Ciclo menstrual e as emoções: o que tem a ver?

Por Estefania Monholer | Psicóloga

Há alguns anos eu falei no meu Instagram sobre uma percepção que estava tendo e que me intrigava: sentia que tinha dias em que me sentia muito aberta a compartilhar minhas opiniões, fazer vídeos nas redes sociais, em que queria aparecer e falar sobre diversos assuntos, outros dias em que estava mais introspectiva, sem querer me expor, e que esse vai e vem se repetia (como num ciclo, rs). Imediatamente duas mulheres queridas e que, não coincidentemente, são bastante conectadas à questões do feminino, me responderam sugerindo que eu me atentasse a qual período do meu ciclo essas variações aconteciam, pois poderia estar relacionado a isso.

Hoje, acho curioso pensar como até então isso não havia passado pela minha cabeça, já que a única alteração de humor que me fazia pensar em ciclo menstrual era o clichê da TPM: tristeza, irritação, desejo de comer doces. E digo curioso para não dizer trágico, porque demonstra o tamanho da desconexão que eu e muitas mulheres e pessoas que menstruam têm com o próprio corpo, para além da TPM e do período da menstruação em si.

Uma pesquisa feita com 12 mil brasileiras com idades entre 19 e 45 anos, realizada em 2016 pelo site Trocando Fraldas, apontou que 59% das mulheres não sabem quando estão no período fértil, metade não sabe que pode engravidar apenas perto da ovulação e 41% das mães que responderam à pesquisa não sabiam o conceito de período fértil antes de engravidar. Com tal nível de desconhecimento sobre nossos corpos e ciclos, é de se esperar que a parte relativa às mudanças de humor e emoções não seja nem remotamente considerada.
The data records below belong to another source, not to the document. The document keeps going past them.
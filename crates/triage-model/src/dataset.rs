//! The fixed patient cohort the regression pipeline is trained on.
//!
//! The cohort mirrors the classic 442-patient diabetes-progression table:
//! ten normalized baseline measurements per patient and a continuous
//! one-year disease-progression score. It is synthesized once from a fixed
//! seed, so every process that calls [`load_cohort`] sees bit-identical
//! data. That determinism underpins the training guarantee that the same
//! seed and split fraction always reproduce the same fitted pipeline.

use ndarray::{Array1, Array2};
use rand::rngs::StdRng;
use rand::{Rng, SeedableRng};

/// Feature columns, in training order.
pub const FEATURE_NAMES: [&str; 10] = [
    "age", "sex", "bmi", "bp", "s1", "s2", "s3", "s4", "s5", "s6",
];

/// Number of patients in the cohort.
pub const NUM_ROWS: usize = 442;

/// Number of features per patient.
pub const NUM_FEATURES: usize = 10;

// The cohort is synthesized from this seed. Changing it changes the data
// and invalidates every previously trained artifact set.
const COHORT_SEED: u64 = 0xD1AB_E7E5;

/// Column index of the two-valued `sex` feature.
const SEX_COLUMN: usize = 1;

/// The two encoded levels of the `sex` column.
const SEX_LEVELS: [f64; 2] = [0.050680, -0.044642];

/// Half-width of the uniform range for the continuous feature columns.
const FEATURE_SPREAD: f64 = 0.0825;

/// Linear signal underlying the progression score, one weight per column.
/// Body mass index, blood pressure, and the s5 serum measurement dominate.
const TARGET_WEIGHTS: [f64; NUM_FEATURES] = [
    20.0, -45.0, 600.0, 380.0, -110.0, 85.0, -320.0, 220.0, 560.0, 100.0,
];

/// Baseline progression score for an average patient.
const TARGET_INTERCEPT: f64 = 152.0;

/// Half-width of the uniform noise added to the progression score.
const TARGET_NOISE: f64 = 70.0;

/// Observed progression scores are clamped to this range.
const TARGET_MIN: f64 = 25.0;
const TARGET_MAX: f64 = 346.0;

/// A feature matrix with its progression targets.
#[derive(Debug, Clone, PartialEq)]
pub struct Cohort {
    /// Row-per-patient feature matrix, columns in [`FEATURE_NAMES`] order.
    pub features: Array2<f64>,

    /// Disease-progression score for each row.
    pub targets: Array1<f64>,
}

impl Cohort {
    /// Number of patients.
    pub fn num_rows(&self) -> usize {
        self.features.nrows()
    }

    /// Number of feature columns.
    pub fn num_features(&self) -> usize {
        self.features.ncols()
    }
}

/// Load the fixed training cohort.
///
/// Repeated calls, in this or any other process, return bit-identical data.
pub fn load_cohort() -> Cohort {
    let mut rng = StdRng::seed_from_u64(COHORT_SEED);
    let mut features = Array2::<f64>::zeros((NUM_ROWS, NUM_FEATURES));
    let mut targets = Array1::<f64>::zeros(NUM_ROWS);

    for row in 0..NUM_ROWS {
        let mut signal = TARGET_INTERCEPT;
        for col in 0..NUM_FEATURES {
            let value = if col == SEX_COLUMN {
                SEX_LEVELS[rng.gen_range(0..SEX_LEVELS.len())]
            } else {
                rng.gen_range(-FEATURE_SPREAD..FEATURE_SPREAD)
            };
            features[[row, col]] = value;
            signal += TARGET_WEIGHTS[col] * value;
        }
        let noise = rng.gen_range(-TARGET_NOISE..TARGET_NOISE);
        targets[row] = (signal + noise).clamp(TARGET_MIN, TARGET_MAX).round();
    }

    Cohort { features, targets }
}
As variações hormonais que ocorrem ao longo do ciclo provocam efeitos físicos e emocionais. Os físicos podem ser que sejam mais facilmente percebidos, como inchaços, cólicas e dores nos seios e no ventre, sensação de pernas pesadas e fadiga, entre outros. Já as variações emocionais dizem respeito a se sentir mais ou menos motivada, com mais ou menos vontade de socializar, mais ou menos disposta a fazer exercícios físicos, com mais ou menos apetite, etc. variando de acordo com cada fase do ciclo.

No período menstrual, que marca o início do ciclo, a energia tende a estar mais baixa. Há um aumento da disposição para reflexões e é um momento propício para se voltar para dentro, se acolher, escutar o próprio corpo e suas necessidades, é um momento de calma. Após a menstruação vem a fase folicular, em que a energia começa a subir, aumenta a vontade de socializar, as emoções estão mais estáveis, é possível se perceber mais criativa, mais curiosa e também é um período mais propício para movimentar o corpo. A fase da ovulação que se segue à folicular é considerada o auge energético, autoconfiança, segurança e motivação estão em alta, aumenta o desejo sexual e a vontade de se comunicar. Na fase lútea, a energia começa a baixar, e costuma ser um momento de maior introspecção e autocuidado, favorecendo a busca por calma e tranquilidade, possível sentir-se mais sensível e com stress mais alto.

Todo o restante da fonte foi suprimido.